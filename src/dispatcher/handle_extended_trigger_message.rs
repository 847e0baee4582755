//! ExtendedTriggerMessage handler (security extension)
//!
//! Adds SignChargePointCertificate and LogStatusNotification to the
//! plain TriggerMessage set.

use std::sync::Arc;

use serde_json::{json, Value};
use tracing::info;

use crate::queue::QueueKind;
use crate::support::errors::CallErrorCode;
use crate::support::security::{
    ExtendedTriggerMessageRequest, ExtendedTriggerMessageResponse, LogStatusNotificationRequest,
    MessageTriggerExt, SignCertificateRequest, TriggerMessageStatusExt, UploadLogStatus,
};

use super::{parse_payload, Dispatcher};

pub async fn handle(
    dispatcher: &Arc<Dispatcher>,
    payload: &Value,
) -> Result<Value, (CallErrorCode, String)> {
    let req: ExtendedTriggerMessageRequest = parse_payload(payload)?;

    info!(requested = ?req.requested_message, "ExtendedTriggerMessage");

    let status = match req.requested_message {
        MessageTriggerExt::BootNotification => {
            let boot = dispatcher.boot.clone();
            tokio::spawn(async move {
                let _ = boot.boot().await;
            });
            TriggerMessageStatusExt::Accepted
        }
        MessageTriggerExt::Heartbeat => {
            dispatcher.queue.enqueue("Heartbeat", json!({}), QueueKind::Normal);
            TriggerMessageStatusExt::Accepted
        }
        MessageTriggerExt::StatusNotification => {
            dispatcher.transactions.send_all_status_notifications();
            TriggerMessageStatusExt::Accepted
        }
        MessageTriggerExt::MeterValues => {
            for id in 1..=dispatcher.device_model.number_of_connectors() {
                dispatcher.transactions.sample_on_trigger(id);
            }
            TriggerMessageStatusExt::Accepted
        }
        MessageTriggerExt::LogStatusNotification => {
            let uploading = dispatcher.log_upload.lock().unwrap().is_some();
            let request = LogStatusNotificationRequest {
                status: if uploading {
                    UploadLogStatus::Uploading
                } else {
                    UploadLogStatus::Idle
                },
                request_id: None,
            };
            dispatcher.queue.enqueue(
                "LogStatusNotification",
                serde_json::to_value(&request).unwrap_or_default(),
                QueueKind::Normal,
            );
            TriggerMessageStatusExt::Accepted
        }
        MessageTriggerExt::SignChargePointCertificate => {
            let cert_store = dispatcher.cert_store.clone();
            let device_model = dispatcher.device_model.clone();
            let queue = dispatcher.queue.clone();
            tokio::spawn(async move {
                let common_name = device_model
                    .raw(crate::device_model::KnownKey::SeccLeafSubjectCommonName)
                    .or_else(|| device_model.charge_point_id())
                    .unwrap_or_default();
                let organization = device_model
                    .raw(crate::device_model::KnownKey::SeccLeafSubjectOrganization)
                    .unwrap_or_default();
                let country = device_model
                    .raw(crate::device_model::KnownKey::SeccLeafSubjectCountry)
                    .unwrap_or_else(|| "DE".to_string());
                if let Ok(csr) = cert_store
                    .generate_csr(&country, "", "", &organization, &common_name)
                    .await
                {
                    let request = SignCertificateRequest { csr };
                    queue.enqueue(
                        "SignCertificate",
                        serde_json::to_value(&request).unwrap_or_default(),
                        QueueKind::Normal,
                    );
                }
            });
            TriggerMessageStatusExt::Accepted
        }
        MessageTriggerExt::FirmwareStatusNotification => {
            let status = dispatcher.last_firmware_status.lock().unwrap().clone();
            let request =
                rust_ocpp::v1_6::messages::firmware_status_notification::FirmwareStatusNotificationRequest {
                    status,
                };
            dispatcher.queue.enqueue(
                "FirmwareStatusNotification",
                serde_json::to_value(&request).unwrap_or_default(),
                QueueKind::Normal,
            );
            TriggerMessageStatusExt::Accepted
        }
    };

    let response = ExtendedTriggerMessageResponse { status };
    Ok(serde_json::to_value(&response).unwrap_or_default())
}
//! Application configuration
//!
//! TOML file describing the station identity and the central system
//! endpoint. Everything else lives in the device model and is changed at
//! runtime via `ChangeConfiguration`.

use std::path::{Path, PathBuf};

use serde::Deserialize;
use thiserror::Error;

#[derive(Debug, Error)]
pub enum ConfigError {
    #[error("Failed to read {0}: {1}")]
    Io(PathBuf, std::io::Error),
    #[error("Failed to parse config: {0}")]
    Parse(#[from] toml::de::Error),
}

#[derive(Debug, Clone, Deserialize)]
#[serde(default)]
pub struct StationConfig {
    /// Charge point identity, also the WebSocket path element.
    pub id: String,
    pub model: String,
    pub vendor: String,
    pub serial_number: Option<String>,
    pub firmware_version: Option<String>,
    pub number_of_connectors: i32,
}

impl Default for StationConfig {
    fn default() -> Self {
        Self {
            id: "CP001".to_string(),
            model: "Wallbox One".to_string(),
            vendor: "OpenCharge".to_string(),
            serial_number: None,
            firmware_version: Some(env!("CARGO_PKG_VERSION").to_string()),
            number_of_connectors: 2,
        }
    }
}

#[derive(Debug, Clone, Deserialize)]
#[serde(default)]
pub struct CentralSystemConfig {
    /// Base WebSocket URL of the central system (without the station id).
    pub url: String,
    /// Security profile 0-3.
    pub security_profile: i32,
    pub authorization_key: Option<String>,
}

impl Default for CentralSystemConfig {
    fn default() -> Self {
        Self {
            url: "ws://localhost:9000/ocpp".to_string(),
            security_profile: 0,
            authorization_key: None,
        }
    }
}

#[derive(Debug, Clone, Deserialize)]
#[serde(default)]
pub struct DatabaseSection {
    /// SQLite file path.
    pub path: String,
}

impl Default for DatabaseSection {
    fn default() -> Self {
        Self {
            path: "./chargepoint.db".to_string(),
        }
    }
}

#[derive(Debug, Clone, Deserialize)]
#[serde(default)]
pub struct LoggingConfig {
    pub level: String,
}

impl Default for LoggingConfig {
    fn default() -> Self {
        Self {
            level: "info".to_string(),
        }
    }
}

#[derive(Debug, Clone, Default, Deserialize)]
#[serde(default)]
pub struct AppConfig {
    pub station: StationConfig,
    pub central_system: CentralSystemConfig,
    pub database: DatabaseSection,
    pub logging: LoggingConfig,
}

impl AppConfig {
    pub fn load(path: &Path) -> Result<Self, ConfigError> {
        let text =
            std::fs::read_to_string(path).map_err(|e| ConfigError::Io(path.to_path_buf(), e))?;
        Ok(toml::from_str(&text)?)
    }
}

/// `~/.config/ocpp-chargepoint/config.toml`
pub fn default_config_path() -> PathBuf {
    dirs_next::config_dir()
        .unwrap_or_else(|| PathBuf::from("."))
        .join("ocpp-chargepoint")
        .join("config.toml")
}

#[cfg(test)]
mod tests {
    use super::*;

    #[test]
    fn parses_partial_toml() {
        let text = r#"
[station]
id = "CP042"
number_of_connectors = 4

[central_system]
url = "wss://csms.example/ocpp"
security_profile = 2
authorization_key = "0011223344556677"
"#;
        let config: AppConfig = toml::from_str(text).unwrap();
        assert_eq!(config.station.id, "CP042");
        assert_eq!(config.station.number_of_connectors, 4);
        // unspecified sections fall back to defaults
        assert_eq!(config.logging.level, "info");
        assert_eq!(config.central_system.security_profile, 2);
    }

    #[test]
    fn defaults_are_complete() {
        let config = AppConfig::default();
        assert!(!config.station.id.is_empty());
        assert!(config.central_system.url.starts_with("ws"));
    }
}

····················

[Description of the task]
Your job is to return all lines above that hold the word "UploadLogStatus".

[Response below]
    MessageTriggerExt, SignCertificateRequest, TriggerMessageStatusExt, UploadLogStatus,
                    UploadLogStatus::Uploading
                    UploadLogStatus::Idle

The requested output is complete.